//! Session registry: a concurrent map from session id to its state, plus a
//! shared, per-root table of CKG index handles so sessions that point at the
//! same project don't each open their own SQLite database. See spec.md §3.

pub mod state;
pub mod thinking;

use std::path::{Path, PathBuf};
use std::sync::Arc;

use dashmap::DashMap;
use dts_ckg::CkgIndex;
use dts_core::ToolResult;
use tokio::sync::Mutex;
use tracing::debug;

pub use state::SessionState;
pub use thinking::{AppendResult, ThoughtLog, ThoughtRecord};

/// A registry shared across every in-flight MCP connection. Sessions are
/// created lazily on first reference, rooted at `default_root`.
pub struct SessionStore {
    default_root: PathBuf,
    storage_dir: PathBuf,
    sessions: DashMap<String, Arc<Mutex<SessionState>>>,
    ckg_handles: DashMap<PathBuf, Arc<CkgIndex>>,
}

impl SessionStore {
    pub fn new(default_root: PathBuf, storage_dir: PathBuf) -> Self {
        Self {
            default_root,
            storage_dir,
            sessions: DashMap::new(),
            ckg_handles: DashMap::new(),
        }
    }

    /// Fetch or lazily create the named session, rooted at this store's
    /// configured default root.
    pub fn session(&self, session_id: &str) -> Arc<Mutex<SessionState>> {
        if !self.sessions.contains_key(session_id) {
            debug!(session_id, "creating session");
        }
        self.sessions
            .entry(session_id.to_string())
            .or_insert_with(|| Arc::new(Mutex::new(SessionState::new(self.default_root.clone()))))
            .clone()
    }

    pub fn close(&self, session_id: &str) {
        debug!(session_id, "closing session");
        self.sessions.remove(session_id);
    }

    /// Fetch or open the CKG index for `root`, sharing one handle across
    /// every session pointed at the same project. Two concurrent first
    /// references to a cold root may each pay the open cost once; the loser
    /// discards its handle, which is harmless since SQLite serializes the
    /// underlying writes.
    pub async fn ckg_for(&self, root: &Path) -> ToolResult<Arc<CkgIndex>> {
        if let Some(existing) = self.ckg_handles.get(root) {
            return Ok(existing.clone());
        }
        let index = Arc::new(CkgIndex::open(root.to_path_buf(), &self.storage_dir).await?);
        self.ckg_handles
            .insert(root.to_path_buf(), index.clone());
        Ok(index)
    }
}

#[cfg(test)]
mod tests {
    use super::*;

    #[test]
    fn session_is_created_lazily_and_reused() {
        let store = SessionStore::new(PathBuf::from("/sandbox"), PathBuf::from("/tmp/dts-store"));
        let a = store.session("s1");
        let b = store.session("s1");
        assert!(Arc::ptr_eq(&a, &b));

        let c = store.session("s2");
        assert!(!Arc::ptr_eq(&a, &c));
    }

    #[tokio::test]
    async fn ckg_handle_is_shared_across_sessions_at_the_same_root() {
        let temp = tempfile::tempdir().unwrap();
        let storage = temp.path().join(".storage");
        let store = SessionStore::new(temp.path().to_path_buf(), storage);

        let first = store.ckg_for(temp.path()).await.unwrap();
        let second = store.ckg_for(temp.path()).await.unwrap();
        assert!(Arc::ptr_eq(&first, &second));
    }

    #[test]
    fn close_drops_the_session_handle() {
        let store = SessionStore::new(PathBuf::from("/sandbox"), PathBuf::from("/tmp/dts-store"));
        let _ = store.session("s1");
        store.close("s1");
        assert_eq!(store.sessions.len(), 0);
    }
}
━━━━━━━━━━━━━━━━
Problem to solve =
In the entries above, find each line with "SessionStore" and list it.

Output for this exercise =
pub struct SessionStore {
impl SessionStore {
        let store = SessionStore::new(PathBuf::from("/sandbox"), PathBuf::from("/tmp/dts-store"));
        let store = SessionStore::new(temp.path().to_path_buf(), storage);
        let store = SessionStore::new(PathBuf::from("/sandbox"), PathBuf::from("/tmp/dts-store"));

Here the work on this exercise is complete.